— Знаешь, какую мы корону заказали!.. Прямо сказать — чистая работа. Не то что медь или серебро, а чистое золото. И знаешь, сколько стоит? Как думаешь, братушка?.. Мне бы, к примеру, поднесли русские такую корону, да я бы им ножки поцеловал… Как ни говори, не шутка ведь: золото! Чистое золото, а не просто…
— У вас там македонское движение началось{59}, — попробовал перевести разговор корреспондент. — Вы считаете его своевременным?
— Движение? Какое движение? — удивился бай Ганю, словно в первый раз услышавший о чем-либо подобном. — Не беспокойся! Никакого движения нет… Мошенники! Разбойники! Нешто нынче время бунтовать? И чего только им нужно, бездельникам, не пойму! Не знаю, известно твоей милости или нет, а есть фирман тысяча восемьсот семидесятого года о шестерых владыках в Македонии; трех дали, ну и остальных трех дадут, — тогда и перестанут дурака валять! Мне бы их заботы!
— А Берлинский трактат?{60}
— А ну его!.. Давай о другом. Скажи ты мне, пожалуйста, Драгана Цанкова{61} знаешь?
— Да, могу сказать: знаю хорошо.
— Э? — Тут бай Ганю, чтоб оттенить лукавый смысл вопроса, пошевелил пальцами. — Что ты скажешь насчет него?
— По-моему, он хороший патриот.
Бай Ганю с деланным смехом покачал головой:
— Па-три-от? Хе-хе-хе, кабы ты знал, что это за птица!

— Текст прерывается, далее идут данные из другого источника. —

//! Property-Based Tests for the Cache Codec and Chunk Windows
//!
//! # Test Properties
//!
//! 1. **Codec Roundtrip**: decompress(compress(doc)) = doc for any JSON
//!    document, including keys that collide with aliases and strings that
//!    look like intern tokens
//! 2. **Policy Roundtrip**: the compression manager returns the exact
//!    serialized text for every content type
//! 3. **Chunk Windows**: the covering chunk range of a window contains every
//!    requested index and nothing outside the first and last chunk
//! 4. **Volatile Bounds**: any write sequence leaves the volatile tier within
//!    its entry and byte limits, holding the most recent key

#![cfg(test)]

use std::sync::Arc;

use proptest::prelude::*;
use serde_json::{json, Map, Value};

use super::clock::ManualClock;
use super::compression::{CompressionManager, SchemaCodec};
use super::entry::{CacheEntry, ContentType};
use super::policy::{Freshness, TtlPolicy};
use super::tier::TierStore;
use super::volatile::{VolatileConfig, VolatileTier};
use crate::partition::chunked::chunk_span;

// =============================================================================
// Property Strategies
// =============================================================================

/// Keys mixing real field names, aliases and escape-prefixed literals
fn key_strategy() -> impl Strategy<Value = String> {
    prop_oneof![
        Just("name".to_string()),
        Just("url".to_string()),
        Just("stream_icon".to_string()),
        Just("n".to_string()),
        Just("si".to_string()),
        Just("~n".to_string()),
        Just("~".to_string()),
        "[a-z_]{1,8}",
    ]
}

/// Strings including shared URL bases and token look-alikes
fn string_strategy() -> impl Strategy<Value = String> {
    prop_oneof![
        "[a-zA-Z0-9 ]{0,20}",
        "\\PC{0,12}",
        "@[a-z0-9|@]{0,10}",
        "@@?[0-9]{1,3}\\|",
        (0u32..3, "[a-z0-9]{1,6}")
            .prop_map(|(host, tail)| format!("http://cdn{host}.example.tv/live/user/pass/{tail}.ts")),
    ]
}

fn value_strategy() -> impl Strategy<Value = Value> {
    let leaf = prop_oneof![
        Just(Value::Null),
        any::<bool>().prop_map(Value::Bool),
        any::<i64>().prop_map(|n| json!(n)),
        string_strategy().prop_map(Value::String),
    ];
    leaf.prop_recursive(3, 64, 8, |inner| {
        prop_oneof![
            prop::collection::vec(inner.clone(), 0..8).prop_map(Value::Array),
            prop::collection::vec((key_strategy(), inner), 0..8)
                .prop_map(|pairs| Value::Object(pairs.into_iter().collect::<Map<_, _>>())),
        ]
    })
}

/// A channel list shaped like real fragments
fn channel_list_strategy() -> impl Strategy<Value = Value> {
    prop::collection::vec(
        (0u32..50_000, "[A-Za-z ]{1,16}", string_strategy(), any::<bool>()),
        0..40,
    )
    .prop_map(|rows| {
        Value::Array(
            rows.into_iter()
                .map(|(id, name, url, fav)| {
                    json!({"id": id.to_string(), "name": name, "url": url, "group": "News", "fav": fav})
                })
                .collect(),
        )
    })
}

fn content_type_strategy() -> impl Strategy<Value = ContentType> {
    prop_oneof![
        Just(ContentType::Channels),
        Just(ContentType::Metadata),
        Just(ContentType::Epg),
    ]
}

// =============================================================================
// Codec Properties
// =============================================================================

proptest! {
    #![proptest_config(ProptestConfig::with_cases(200))]

    /// Property: the schema codec is lossless on arbitrary documents.
    #[test]
    fn prop_codec_roundtrip(doc in value_strategy()) {
        let codec = SchemaCodec::standard();
        let plain = serde_json::to_string(&doc)?;

        let packed = codec.compress(&plain)?;
        let restored = codec.decompress("k", &packed)?;

        prop_assert_eq!(restored, plain);
    }

    /// Property: the manager returns the exact text whether or not it compressed.
    #[test]
    fn prop_policy_roundtrip(
        doc in channel_list_strategy(),
        content_type in content_type_strategy(),
    ) {
        let manager = CompressionManager::new();
        let plain = serde_json::to_string(&doc)?;

        let (stored, compressed) = manager.compress(content_type, &plain);
        if compressed {
            prop_assert!(stored.len() < plain.len());
        }
        let restored = manager.decompress("k", stored, compressed)?;

        prop_assert_eq!(restored, plain);
    }
}

// =============================================================================
// Chunk Window Properties
// =============================================================================

proptest! {
    #![proptest_config(ProptestConfig::with_cases(500))]

    /// Property: the covering chunks contain the whole window and no extra chunk.
    #[test]
    fn prop_chunk_span_covers_window(
        total in 1usize..50_000,
        chunk_size in 1usize..2_000,
        offset in 0usize..50_000,
        limit in 1usize..5_000,
    ) {
        let end = (offset + limit).min(total);
        match chunk_span(offset, limit, total, chunk_size) {
            None => prop_assert!(offset >= total),
            Some((first, last)) => {
                prop_assert!(offset < total);
                prop_assert!(first <= last);
                prop_assert!(first * chunk_size <= offset);
                prop_assert!((last + 1) * chunk_size >= end);
                prop_assert!(first * chunk_size + chunk_size > offset);
                prop_assert!(last * chunk_size < end);
            }
        }
    }
}

// =============================================================================
// Volatile Tier Properties
// =============================================================================

proptest! {
    #![proptest_config(ProptestConfig::with_cases(200))]

    /// Property: the tier never exceeds its limits and keeps the last write.
    #[test]
    fn prop_volatile_stays_within_limits(
        max_entries in 1usize..20,
        max_bytes in 64u64..2_048,
        writes in prop::collection::vec((0u8..40, 1usize..200), 1..120),
    ) {
        let clock = Arc::new(ManualClock::new(1_000));
        let tier = VolatileTier::with_config(
            VolatileConfig { max_entries, max_bytes },
            Freshness::new(TtlPolicy::default(), clock),
        );

        let mut last_stored = None;
        for (id, len) in &writes {
            let key = format!("k{id}");
            let entry = CacheEntry::new(&key, "x".repeat(*len), ContentType::Metadata, false, 1_000);
            if tokio_test::block_on(tier.set(entry)) {
                last_stored = Some(key);
            }
            let stats = tier.stats();
            prop_assert!(stats.entries <= max_entries);
            prop_assert!(stats.total_bytes <= max_bytes);
        }

        if let (Some(key), Some((id, _))) = (&last_stored, writes.last()) {
            if *key == format!("k{id}") {
                prop_assert!(tokio_test::block_on(tier.has(key)));
            }
        }
    }
}
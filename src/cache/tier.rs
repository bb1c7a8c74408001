//! Tier Store Contract
//!
//! Every storage tier implements [`TierStore`]. The manager only ever talks
//! to tiers through this trait.

use std::fmt;
use std::sync::atomic::{AtomicU64, Ordering};

use async_trait::async_trait;
use serde::Serialize;

use super::entry::{CacheEntry, ContentType};

/// Tier identity
#[derive(Debug, Clone, Copy, PartialEq, Eq, Hash, Serialize)]
#[serde(rename_all = "snake_case")]
pub enum TierKind {
    /// Fast volatile tier (process memory)
    Volatile,
    /// Durable compact tier (quota-limited key-value store)
    Compact,
    /// Durable bulk tier (async indexed store)
    Bulk,
}

impl TierKind {
    /// Stable lowercase name
    pub fn as_str(&self) -> &'static str {
        match self {
            TierKind::Volatile => "volatile",
            TierKind::Compact => "compact",
            TierKind::Bulk => "bulk",
        }
    }
}

impl fmt::Display for TierKind {
    fn fmt(&self, f: &mut fmt::Formatter<'_>) -> fmt::Result {
        f.write_str(self.as_str())
    }
}

/// Capacity limits of a tier
#[derive(Debug, Clone, Copy, PartialEq, Eq, Serialize)]
pub struct TierCapacity {
    /// Maximum number of entries
    pub max_entries: usize,
    /// Maximum total payload bytes
    pub max_bytes: u64,
}

impl TierCapacity {
    /// Create a capacity
    pub const fn new(max_entries: usize, max_bytes: u64) -> Self {
        Self {
            max_entries,
            max_bytes,
        }
    }

    /// Whether adding one entry of `size` bytes would breach the limits
    #[inline]
    pub fn would_breach(&self, entries: usize, bytes: u64, size: u64) -> bool {
        entries >= self.max_entries || bytes.saturating_add(size) > self.max_bytes
    }

    /// Scale both limits by `factor`
    pub fn scaled(&self, factor: f64) -> Self {
        Self {
            max_entries: ((self.max_entries as f64) * factor).round() as usize,
            max_bytes: ((self.max_bytes as f64) * factor).round() as u64,
        }
    }
}

/// Tier statistics
#[derive(Debug, Clone, PartialEq, Serialize)]
pub struct TierStats {
    /// Which tier
    pub tier: TierKind,
    /// False when the backing medium was unavailable at construction
    pub enabled: bool,
    /// Live entries
    pub entries: usize,
    /// Sum of live entries' stored sizes
    pub total_bytes: u64,
    /// Configured capacity
    pub capacity: TierCapacity,
    /// Hit count
    pub hits: u64,
    /// Miss count
    pub misses: u64,
    /// Capacity evictions
    pub evictions: u64,
    /// TTL expirations (lazy and swept)
    pub expirations: u64,
}

impl TierStats {
    /// Get hit ratio
    pub fn hit_ratio(&self) -> f64 {
        let hits = self.hits as f64;
        let total = hits + self.misses as f64;
        if total == 0.0 {
            0.0
        } else {
            hits / total
        }
    }

    /// Byte utilization (0.0 - 1.0)
    pub fn utilization(&self) -> f64 {
        if self.capacity.max_bytes == 0 {
            0.0
        } else {
            self.total_bytes as f64 / self.capacity.max_bytes as f64
        }
    }
}

/// Hit/miss/eviction counters shared by the tier implementations
#[derive(Debug, Default)]
pub(crate) struct TierCounters {
    hits: AtomicU64,
    misses: AtomicU64,
    evictions: AtomicU64,
    expirations: AtomicU64,
}

impl TierCounters {
    pub(crate) fn hit(&self) {
        self.hits.fetch_add(1, Ordering::Relaxed);
    }

    pub(crate) fn miss(&self) {
        self.misses.fetch_add(1, Ordering::Relaxed);
    }

    pub(crate) fn evicted(&self, n: u64) {
        self.evictions.fetch_add(n, Ordering::Relaxed);
    }

    pub(crate) fn expired(&self, n: u64) {
        self.expirations.fetch_add(n, Ordering::Relaxed);
    }

    /// Fill the counter fields of a stats record
    pub(crate) fn stats(
        &self,
        tier: TierKind,
        enabled: bool,
        entries: usize,
        total_bytes: u64,
        capacity: TierCapacity,
    ) -> TierStats {
        TierStats {
            tier,
            enabled,
            entries,
            total_bytes,
            capacity,
            hits: self.hits.load(Ordering::Relaxed),
            misses: self.misses.load(Ordering::Relaxed),
            evictions: self.evictions.load(Ordering::Relaxed),
            expirations: self.expirations.load(Ordering::Relaxed),
        }
    }
}

/// Common contract of every tier
///
/// Disabled tiers answer every call with a miss or `false`.
#[async_trait]
pub trait TierStore: Send + Sync {
    /// Tier identity
    fn kind(&self) -> TierKind;

    /// False when the backing medium is unavailable
    fn is_enabled(&self) -> bool;

    /// Fetch a fresh entry, deleting it if it outlived the TTL of `content_type`
    async fn get(&self, key: &str, content_type: ContentType) -> Option<CacheEntry>;

    /// Store an entry; `false` when the tier cannot hold it
    async fn set(&self, entry: CacheEntry) -> bool;

    /// Remove an entry; `true` if it existed
    async fn delete(&self, key: &str) -> bool;

    /// Whether a fresh entry exists (does not count as an access)
    async fn has(&self, key: &str) -> bool;

    /// All live keys
    async fn keys(&self) -> Vec<String>;

    /// Delete every stale entry; returns how many were removed
    async fn sweep_expired(&self) -> usize;

    /// Change capacity, evicting immediately if now over the limits
    async fn resize(&self, capacity: TierCapacity);

    /// Remove everything
    async fn clear(&self);

    /// Current statistics
    fn stats(&self) -> TierStats;
}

Хоть бы день подумал о своем отечестве. Он хлопочет только о себе да о своем зяте. С малых лет такой, я его знаю. Коли хочешь патриота видеть, так вот мы и есть настоящие патриоты. Посмотри на меня хорошенько! Мне не двести, а хоть сто пятьдесят в месяц положи: увидишь, что за эти деньги бай Ганю сделает… Ты, твоя милость, как меня понимаешь? Это тебе не Абиссиния…{62}
— Вы обедали, господин Балканский?
— Почему спрашиваешь? Хочешь обедом угостить, а?.. Согласен. Или мы не славяне?
Интервью было прервано.
София, 1 июля 1895 г.
БАЙ ГАНЮ В ОППОЗИЦИИ — НУ И НУ!
Господин редактор!
Один господин, знающий, что я — в дружеских отношениях с лицом, собирающим материалы о бай Ганю, просил меня вручить этому лицу прилагаемое письмо. Оно так оригинально и характерно, что было бы неплохо, если бы вы напечатали его в газете «Знаме»{63} в виде подвала. Как оно попало в руки того, кто мне его передал, я не знаю.
София, 30 октября 1895 г.
«Г-ну редактору газеты «Не время»{65}.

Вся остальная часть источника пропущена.